# Something funny happening with operator overloading

• 04-13-2007
Argyle
The arithmetics of the program are incorrect
mvector.h

Code:

```#include <cmath> #ifndef _MVECTOR_H #define _MVECTOR_H namespace math { class Vector {     public:         float x;         float y;         float z;         Vector(float a=0,float b=0,float c=0)         {             x=a;             y=b;             z=c;         }     Vector operator+(Vector &v1)     {         Vector tmp;           tmp.x=v1.x+x;         tmp.y=v1.y+y;         tmp.z=v1.z+z;             return tmp;     };     Vector operator-(Vector v1)     {         Vector tmp;         tmp.x=x-v1.x;         tmp.y=y-v1.y;         tmp.y=z-v1.z;             return tmp;     }; float VecLength(Vector v) {     return sqrt(pow(v.x,2)+pow(v.y,2)+pow(v.z,2)); }; float DotProduct(Vector v1,Vector v2) {     return (v1.x*v2.x + v1.y*v2.y + v1.z*v2.z); }     Vector CrossProduct(Vector v1, Vector v2)     {         Vector temp;         temp.x=v1.y*v2.z - v1.z*v2.y;         temp.y=v1.z*v2.x - v1.x*v2.z;         temp.z=v1.x*v2.y - v1.y*v2.x;         return temp;     }; }; } #endif```

main.cpp
Code:

```#include <iostream> #include <cmath> #include "Mvector.h" using namespace math; using namespace std; Vector a= Vector(1,-8,-3); Vector b=Vector(2,2,3); Vector c= a-b; int main() {         std::cout <<c.x<< std::endl;         std::cout <<c.y<< std::endl;         std::cout <<c.z<< std::endl;         return 0; }```
for some reason it outputs:
-1
-6
0
whats wrong?
• 04-13-2007
CornedBee
Quote:

Code:

```        tmp.x=x-v1.x;         tmp.y=y-v1.y;         tmp.y=z-v1.z;```

There's an error here, but I'm not telling you what. :p
• 04-14-2007
Argyle
Oops! :eek: Thanks for pointing that one out!:)
• 04-14-2007
pronecracker
Your class design is not very object oriented. A vector object should be able to calculate its own length, there doesn't have to be a function to do that for them, if you know what I mean
• 04-14-2007
grumpy
Quote:

Originally Posted by pronecracker
Your class design is not very object oriented. A vector object should be able to calculate its own length, there doesn't have to be a function to do that for them, if you know what I mean

This is a common fallacy.

"Object oriented" is not the same thing as "all functions to calculate some property of an object must be member functions of the class".

For discussion of cases, in C++, where implementing operations as member functions can actually reduce benefits associated with encapsulation of a class, have a look here.
• 04-14-2007
Argyle
So instead of v.VecLength(v) i should have v.VecLength?
• 04-14-2007
laserlight
No, not at all.

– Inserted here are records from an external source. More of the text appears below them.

// ABOUTME: Shared fixtures for dispatcher integration tests
// ABOUTME: In-memory transfer engine that copies rows between MemoryDatabases

#![allow(dead_code)]

use anyhow::{bail, Result};
use async_trait::async_trait;
use std::collections::HashSet;
use std::path::Path;
use std::sync::atomic::{AtomicUsize, Ordering};
use std::sync::{Arc, Mutex};
use std::time::Duration;

use table_mirror::catalog::{MemoryConnector, MemoryDatabase, MemoryTable};
use table_mirror::planner::Predicate;
use table_mirror::transfer::{TransferEngine, TransferJob, TransferReport};
use table_mirror::watermark::Watermark;
use table_mirror::{CheckpointStore, SyncConfig, TableDispatcher};

/// Copies rows selected by the job's predicate, replacing rows that share
/// a primary key, the way `writeMode: replace` does.
#[derive(Clone, Default)]
pub struct MemoryTransferEngine {
    source: MemoryDatabase,
    destination: MemoryDatabase,
    failing: Arc<Mutex<HashSet<String>>>,
    launch_failures: Arc<Mutex<HashSet<String>>>,
    panicking: Arc<Mutex<HashSet<String>>>,
    delay: Option<Duration>,
    running: Arc<AtomicUsize>,
    peak: Arc<AtomicUsize>,
    executed: Arc<Mutex<Vec<TransferJob>>>,
}

impl MemoryTransferEngine {
    pub fn new(source: MemoryDatabase, destination: MemoryDatabase) -> Self {
        Self {
            source,
            destination,
            ..Default::default()
        }
    }

    /// Hold each transfer open for `delay` so overlapping runs are visible.
    pub fn with_delay(mut self, delay: Duration) -> Self {
        self.delay = Some(delay);
        self
    }

    /// Exit non-zero for `table`.
    pub fn fail_on(&self, table: &str) {
        self.failing.lock().unwrap().insert(table.to_string());
    }

    /// Refuse to launch for `table`.
    pub fn refuse_launch_on(&self, table: &str) {
        self.launch_failures.lock().unwrap().insert(table.to_string());
    }

    pub fn panic_on(&self, table: &str) {
        self.panicking.lock().unwrap().insert(table.to_string());
    }

    /// Highest number of transfers observed running at once.
    pub fn peak_concurrency(&self) -> usize {
        self.peak.load(Ordering::SeqCst)
    }

    pub fn executed(&self) -> Vec<TransferJob> {
        self.executed.lock().unwrap().clone()
    }

    fn copy_rows(&self, job: &TransferJob) -> Result<usize> {
        let Some(source) = self.source.table(&job.table) else {
            bail!("Table '{}' doesn't exist in source", job.table);
        };

        let selected: Vec<Vec<Option<String>>> = source
            .rows
            .iter()
            .filter(|row| match &job.predicate {
                Predicate::All => true,
                Predicate::Window { column, .. } => job
                    .predicate
                    .matches(source.value(row, column).map(Watermark::from).as_ref()),
            })
            .map(|row| {
                job.column_names
                    .iter()
                    .map(|c| source.value(row, c).map(str::to_string))
                    .collect()
            })
            .collect();

        let copied = selected.len();
        let written = self.destination.with_table(&job.table, |dest| {
            for values in selected {
                let row = dest
                    .columns
                    .iter()
                    .map(|c| {
                        job.column_names
                            .iter()
                            .position(|name| name == c)
                            .and_then(|i| values[i].clone())
                    })
                    .collect();
                dest.replace_row(row);
            }
        });
        if written.is_none() {
            bail!("Table '{}' doesn't exist in destination", job.table);
        }
        Ok(copied)
    }
}

#[async_trait]
impl TransferEngine for MemoryTransferEngine {
    async fn execute(&self, job: &TransferJob) -> Result<TransferReport> {
        self.executed.lock().unwrap().push(job.clone());

        if self.launch_failures.lock().unwrap().contains(&job.table) {
            bail!("simulated launch failure for {}", job.table);
        }
        if self.panicking.lock().unwrap().contains(&job.table) {
            panic!("simulated engine panic for {}", job.table);
        }

        let now = self.running.fetch_add(1, Ordering::SeqCst) + 1;
        self.peak.fetch_max(now, Ordering::SeqCst);
        if let Some(delay) = self.delay {
            tokio::time::sleep(delay).await;
        }
        self.running.fetch_sub(1, Ordering::SeqCst);

        if self.failing.lock().unwrap().contains(&job.table) {
            return Ok(TransferReport {
                exit_code: 1,
                log: format!(
                    "DataX starting\n\
                     reading {}\n\
                     com.alibaba.datax.common.exception.DataXException: Code:[DBUtilErrorCode-07]\n\
                     job failed\n",
                    job.table
                ),
            });
        }

        match self.copy_rows(job) {
            Ok(n) => Ok(TransferReport {
                exit_code: 0,
                log: format!("{} records written", n),
            }),
            Err(e) => Ok(TransferReport {
                exit_code: 1,
                log: format!("Error: {:#}", e),
            }),
        }
    }

    async fn check_available(&self) -> Result<()> {
        Ok(())
    }
}

pub fn config(dir: &Path) -> SyncConfig {
    let mut config = SyncConfig::from_toml(
        r#"
        [source]
        host = "source.test"
        user = "sync"
        database = "plm"

        [destination]
        host = "destination.test"
        user = "sync"
        database = "plm_copy"

        [engine]
        datax_path = "/opt/datax/bin/datax.py"
        "#,
    )
    .unwrap();
    config.checkpoint_path = dir.join("checkpoint.json");
    config.log_dir = dir.join("logs");
    config
}

/// Columns: `id` (primary key), `name`, `editTime`.
pub fn orders() -> MemoryTable {
    MemoryTable::new(&["id", "name", "editTime"], &["id"])
}

pub fn row<'a>(id: &'a str, name: &'a str, edit_time: &'a str) -> [Option<&'a str>; 3] {
    [Some(id), Some(name), Some(edit_time)]
}

pub struct Harness {
    pub source: MemoryDatabase,
    pub destination: MemoryDatabase,
    pub connector: Arc<MemoryConnector>,
    pub engine: Arc<MemoryTransferEngine>,
    pub checkpoints: Arc<CheckpointStore>,
    pub config: Arc<SyncConfig>,
}

impl Harness {
    pub fn new(config: SyncConfig) -> Self {
        Self::with_engine(config, |engine| engine)
    }

    pub fn with_engine(
        config: SyncConfig,
        customize: impl FnOnce(MemoryTransferEngine) -> MemoryTransferEngine,
    ) -> Self {
        let source = MemoryDatabase::new();
        let destination = MemoryDatabase::new();
        let engine = customize(MemoryTransferEngine::new(
            source.clone(),
            destination.clone(),
        ));
        Self {
            connector: Arc::new(MemoryConnector::new(source.clone(), destination.clone())),
            engine: Arc::new(engine),
            checkpoints: Arc::new(CheckpointStore::new(&config.checkpoint_path)),
            config: Arc::new(config),
            source,
            destination,
        }
    }

    pub fn dispatcher(&self) -> TableDispatcher {
        TableDispatcher::new(
            self.connector.clone(),
            self.engine.clone(),
            self.checkpoints.clone(),
            self.config.clone(),
        )
    }
}

pub fn tables(names: &[&str]) -> Vec<String> {
    names.iter().map(|s| s.to_string()).collect()
}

What grumpy is saying is that just because a free function is used instead of a member function does not mean the code is any less object oriented.
• 04-14-2007
Sebastiani
Quote:

Originally Posted by grumpy
This is a common fallacy.

"Object oriented" is not the same thing as "all functions to calculate some property of an object must be member functions of the class".

For discussion of cases, in C++, where implementing operations as member functions can actually reduce benefits associated with encapsulation of a class, have a look here.

eh?

I don't disagree that it's sometimes more practical to do things that way but it is not, by definition, OOP. it's unfortunate that C++ doesn't allow us to define non-member functions and yet have the option to call them as members, ie:

Code:

```void bar(foo const &);   foo foo; bar(foo); foo.bar();```
that would allow you to do a lot of neat things, if you think about it.
• 04-14-2007
grumpy
Quote:

Originally Posted by Sebastiani
I don't disagree that it's sometimes more practical to do things that way but it is not, by definition, OOP.

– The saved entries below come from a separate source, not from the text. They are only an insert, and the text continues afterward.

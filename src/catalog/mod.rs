// ABOUTME: Schema catalog abstraction over one open database connection
// ABOUTME: Introspection, watermark probes, and the key primitives used for orphan cleanup

pub mod memory;
pub mod mysql;

use anyhow::Result;
use async_trait::async_trait;

use crate::error::Side;
use crate::watermark::Watermark;

pub use memory::{MemoryConnector, MemoryDatabase, MemoryTable};
pub use mysql::{MySqlCatalog, MySqlConnector};

/// Primary key values of one row as raw bytes, in primary key column order.
///
/// Bytes rather than text so `BINARY`/`VARBINARY` keys compare and delete
/// exactly.
pub type KeyTuple = Vec<Vec<u8>>;

/// One open connection to a database, owned by a single table pipeline.
///
/// Table and column names passed in come from the catalog itself or from
/// validated operator input; implementations quote them consistently.
#[async_trait]
pub trait Catalog: Send {
    /// All base tables in the connected schema.
    async fn list_tables(&mut self) -> Result<Vec<String>>;

    async fn table_exists(&mut self, table: &str) -> Result<bool>;

    /// Column names in ordinal order. Empty when the table does not exist.
    async fn columns(&mut self, table: &str) -> Result<Vec<String>>;

    /// Primary key column names in key order. Empty when there is none.
    async fn primary_key(&mut self, table: &str) -> Result<Vec<String>>;

    async fn has_column(&mut self, table: &str, column: &str) -> Result<bool>;

    /// Maximum non-NULL value of `column`, or `None` for an empty table.
    async fn max_value(&mut self, table: &str, column: &str) -> Result<Option<Watermark>>;

    async fn row_count_nonzero(&mut self, table: &str) -> Result<bool>;

    /// Every primary key tuple in the table.
    async fn primary_key_values(
        &mut self,
        table: &str,
        primary_key_columns: &[String],
    ) -> Result<Vec<KeyTuple>>;

    /// Delete the rows with the given keys in a single transaction.
    ///
    /// Returns the number of rows removed.
    async fn delete_by_keys(
        &mut self,
        table: &str,
        primary_key_columns: &[String],
        keys: &[KeyTuple],
    ) -> Result<u64>;

    async fn truncate(&mut self, table: &str) -> Result<()>;

    /// Release the connection.
    async fn close(self: Box<Self>) -> Result<()>;
}

/// Opens fresh connections for either side of the mirror.
#[async_trait]
pub trait Connector: Send + Sync {
    async fn connect(&self, side: Side) -> Result<Box<dyn Catalog>>;
}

I'd be very interested to see an accepted definition of OOP that specifically requires that all operations on a class be members of a class.

Quote:

Originally Posted by Sebastiani
it's unfortunate that C++ doesn't allow us to define non-member functions and yet have the option to call them as members, ie:

Code:

```void bar(foo const &);   foo foo; bar(foo); foo.bar();```
that would allow you to do a lot of neat things, if you think about it.

If you really need to do that, provide both the member and non-member versions, and have one call the other.